As Barclays did not carry black pantyhose in his suitcase, nor had he ever worn black pantyhose, he had to buy them the next day at a women’s underwear store. When trying them on in the dressing room of the store, he bristled with desire, feverish with lust, plotted pleasures that, with luck, he would dare to experience that night with the model.
At midnight, Barclays, dressed only in black pantyhose, like a decaying hetaira or a combat prostitute, waited for the model. Never arrived. Humiliated, the writer called him and told him that he was looking forward to him, that he was burning to see him.
– I am not going – said the model, laughing with cruel cynicism -. I don’t sleep with fat men. Have you looked in the mirror? You are fat, very fat!

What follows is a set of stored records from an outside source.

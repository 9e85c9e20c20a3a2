//! Precomputed audio features stored as JSON files.

use std::path::{Path, PathBuf};

use async_trait::async_trait;
use tracing::instrument;

use vivascore_core::model::AudioFeatures;
use vivascore_core::traits::{AudioFeatureSource, FeatureRequest};

use crate::error::SourceError;

/// Reads features from `request.audio_path`, or from `<dir>/<answer_id>.json`
/// when the request carries no path.
#[derive(Debug, Clone, Default)]
pub struct JsonFileSource {
    dir: Option<PathBuf>,
}

impl JsonFileSource {
    pub fn new(dir: Option<PathBuf>) -> Self {
        Self { dir }
    }

    fn resolve(&self, request: &FeatureRequest) -> Option<PathBuf> {
        match (&request.audio_path, &self.dir) {
            (Some(path), _) => Some(path.clone()),
            (None, Some(dir)) => Some(dir.join(format!("{}.json", request.answer_id))),
            (None, None) => None,
        }
    }
}

async fn read_features(path: &Path) -> Result<AudioFeatures, SourceError> {
    let content = tokio::fs::read_to_string(path).await.map_err(|e| {
        if e.kind() == std::io::ErrorKind::NotFound {
            SourceError::NotFound(path.display().to_string())
        } else {
            SourceError::InvalidData(format!("{}: {e}", path.display()))
        }
    })?;
    serde_json::from_str(&content)
        .map_err(|e| SourceError::InvalidData(format!("{}: {e}", path.display())))
}

#[async_trait]
impl AudioFeatureSource for JsonFileSource {
    fn name(&self) -> &str {
        "file"
    }

    #[instrument(skip(self, request), fields(answer = %request.answer_id))]
    async fn features(&self, request: &FeatureRequest) -> anyhow::Result<AudioFeatures> {
        let Some(path) = self.resolve(request) else {
            return Err(SourceError::NotFound(format!(
                "no feature file for answer {}",
                request.answer_id
            ))
            .into());
        };
        Ok(read_features(&path).await?)
    }
}

#[cfg(test)]
mod tests {
    use super::*;

    #[tokio::test]
    async fn reads_explicit_path() {
        let dir = tempfile::tempdir().unwrap();
        let path = dir.path().join("custom.json");
        std::fs::write(&path, r#"{"speaking_rate": 95.0, "long_pauses": 4}"#).unwrap();

        let source = JsonFileSource::default();
        let features = source
            .features(&FeatureRequest::new("a1").with_path(&path))
            .await
            .unwrap();
        assert_eq!(features.speaking_rate, Some(95.0));
        assert_eq!(features.long_pauses, Some(4));
    }

    #[tokio::test]
    async fn falls_back_to_answer_id_in_dir() {
        let dir = tempfile::tempdir().unwrap();
        std::fs::write(dir.path().join("a7.json"), r#"{"avg_pitch": 180.0}"#).unwrap();

        let source = JsonFileSource::new(Some(dir.path().to_path_buf()));
        let features = source.features(&FeatureRequest::new("a7")).await.unwrap();
        assert_eq!(features.avg_pitch, Some(180.0));
    }

    #[tokio::test]
    async fn missing_file_and_bad_json() {
        let dir = tempfile::tempdir().unwrap();
        std::fs::write(dir.path().join("bad.json"), "{ nope").unwrap();
        let source = JsonFileSource::new(Some(dir.path().to_path_buf()));

        let err = source.features(&FeatureRequest::new("absent")).await.unwrap_err();
        assert!(err.to_string().contains("not found"));
        let err = source.features(&FeatureRequest::new("bad")).await.unwrap_err();
        assert!(err.to_string().contains("invalid feature data"));

        let err = JsonFileSource::default()
            .features(&FeatureRequest::new("a1"))
            .await
            .unwrap_err();
        assert!(err.to_string().contains("no feature file"));
    }
}
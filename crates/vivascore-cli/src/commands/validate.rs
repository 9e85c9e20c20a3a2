//! The `vivascore validate` command.

use std::path::PathBuf;

use anyhow::Result;

use vivascore_core::parser::{self, ValidationWarning};

pub fn execute(bank_path: PathBuf, answers_path: Option<PathBuf>) -> Result<()> {
    let banks = if bank_path.is_dir() {
        parser::load_bank_directory(&bank_path)?
    } else {
        vec![parser::parse_question_bank(&bank_path)?]
    };

    let mut total_warnings = 0;

    for bank in &banks {
        println!("Question bank: {} ({} questions)", bank.name, bank.questions.len());
        let categories: Vec<&str> = bank.categories().into_iter().collect();
        if !categories.is_empty() {
            println!("  Categories: {}", categories.join(", "));
        }

        let warnings = parser::validate_question_bank(bank);
        print_warnings(&warnings);
        total_warnings += warnings.len();
    }

    if let Some(answers_path) = answers_path {
        anyhow::ensure!(
            banks.len() == 1,
            "--answers needs exactly one question bank, found {}",
            banks.len()
        );
        let answers = parser::parse_answer_set(&answers_path)?;
        println!(
            "Answer set: session {} ({} answers)",
            answers.session.id,
            answers.answers.len()
        );
        let warnings = parser::validate_answer_set(&answers, &banks[0]);
        print_warnings(&warnings);
        total_warnings += warnings.len();
    }

    if total_warnings == 0 {
        println!("All question banks valid.");
    } else {
        println!("\n{total_warnings} warning(s) found.");
    }

    Ok(())
}

fn print_warnings(warnings: &[ValidationWarning]) {
    for w in warnings {
        let prefix = w
            .item_id
            .as_ref()
            .map(|id| format!("  [{id}]"))
            .unwrap_or_else(|| "  ".to_string());
        println!("{prefix} WARNING: {}", w.message);
    }
}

Although the model behaved like a jerk and left him sad and disheartened, Barclays, or his arbitrary and irrational memory, still comes back imaginatively to that young man in New York, and then the fevers and delusions of fiction, fables and daydreams of desire, make possible what miserable reality thwarted: that Barclays, in black pantyhose, receive the model and that Both, stripped of all modesty, of all sense of decency and honor, love each other like wild animals, without saying corny, without promising anything, as two men would love each other in a jail, one of them, undoubtedly Barclays, wishing feel like a woman, the lady in black pantyhose.